"""

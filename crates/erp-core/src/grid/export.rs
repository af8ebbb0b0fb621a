//! CSV export of the visible rows of a table.
//!
//! The header row holds column titles; each data row holds the raw value of
//! every column, stringified. Quoting follows RFC 4180: fields containing a
//! comma, quote or line break are quoted and embedded quotes are doubled.

use std::io::Write;

use super::column::Column;
use super::value::Record;
use crate::error::ExportError;

/// File name offered for a download: `<filename>.csv`.
pub fn csv_filename(filename: &str) -> String {
    format!("{}.csv", filename)
}

/// Write `rows` of `data` as CSV. Returns the number of data rows written.
pub fn export_csv<T: Record, W: Write>(
    data: &[T],
    columns: &[Column],
    rows: &[usize],
    writer: W,
) -> Result<usize, ExportError> {
    let mut csv_writer = csv::Writer::from_writer(writer);

    csv_writer.write_record(columns.iter().map(|c| c.title.as_str()))?;

    let mut count = 0;
    for &idx in rows {
        let record = &data[idx];
        csv_writer.write_record(columns.iter().map(|c| c.value(record).to_string()))?;
        count += 1;
    }

    csv_writer.flush()?;
    Ok(count)
}

/// Export to an in-memory string.
pub fn export_csv_string<T: Record>(
    data: &[T],
    columns: &[Column],
    rows: &[usize],
) -> Result<String, ExportError> {
    let mut buf = Vec::new();
    export_csv(data, columns, rows, &mut buf)?;
    Ok(String::from_utf8(buf)?)
}

#[cfg(test)]
mod tests {
    use super::*;
    use crate::grid::value::CellValue;
    use crate::grid::{GridViewState, SortState, visible_rows};

    struct Person {
        name: &'static str,
        age: u32,
    }

    impl Record for Person {
        fn value(&self, key: &str) -> CellValue {
            match key {
                "name" => self.name.into(),
                "age" => self.age.into(),
                _ => CellValue::Empty,
            }
        }

        fn fields(&self) -> Vec<CellValue> {
            vec![self.value("name"), self.value("age")]
        }
    }

    fn columns() -> Vec<Column> {
        vec![
            Column::new("name", "name").sortable(),
            Column::new("age", "age").sortable(),
        ]
    }

    #[test]
    fn test_sorted_export_quotes_commas() {
        let data = vec![
            Person { name: "Ann, B", age: 30 },
            Person { name: "Cid", age: 20 },
        ];
        let rows = visible_rows(
            &data,
            &columns(),
            &GridViewState::default(),
            Some(&SortState::ascending("age")),
        );
        let csv = export_csv_string(&data, &columns(), &rows).unwrap();
        let lines: Vec<&str> = csv.lines().collect();
        assert_eq!(lines, vec!["name,age", "Cid,20", "\"Ann, B\",30"]);
    }

    #[test]
    fn test_line_count_is_rows_plus_header() {
        let data: Vec<Person> = (0..5)
            .map(|age| Person { name: "x", age })
            .collect();
        let rows = vec![4, 2, 0];
        let csv = export_csv_string(&data, &columns(), &rows).unwrap();
        assert_eq!(csv.lines().count(), 4);
    }

    #[test]
    fn test_embedded_quotes_are_escaped() {
        let data = vec![Person { name: "The \"Boss\"", age: 1 }];
        let csv = export_csv_string(&data, &columns(), &[0]).unwrap();
        assert!(csv.contains("\"The \"\"Boss\"\"\",1"));
    }

    #[test]
    fn test_header_uses_titles() {
        let data: Vec<Person> = Vec::new();
        let cols = vec![Column::new("name", "Nombre"), Column::new("age", "Edad")];
        let mut buf = Vec::new();
        let count = export_csv(&data, &cols, &[], &mut buf).unwrap();
        assert_eq!(count, 0);
        assert_eq!(String::from_utf8(buf).unwrap(), "Nombre,Edad\n");
    }

    #[test]
    fn test_csv_filename() {
        assert_eq!(csv_filename("usuarios"), "usuarios.csv");
    }
}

"""

Go through the listing above and write out exactly the lines starting with the one holding "repository af8ebbb0b0fb621a" and running through the one holding "data rows written.", ends included, and no others.

**Response to the task:**
repository af8ebbb0b0fb621a
//! CSV export of the visible rows of a table.
//!
//! The header row holds column titles; each data row holds the raw value of
//! every column, stringified. Quoting follows RFC 4180: fields containing a
//! comma, quote or line break are quoted and embedded quotes are doubled.

use std::io::Write;

use super::column::Column;
use super::value::Record;
use crate::error::ExportError;

/// File name offered for a download: `<filename>.csv`.
pub fn csv_filename(filename: &str) -> String {
    format!("{}.csv", filename)
}

/// Write `rows` of `data` as CSV. Returns the number of data rows written.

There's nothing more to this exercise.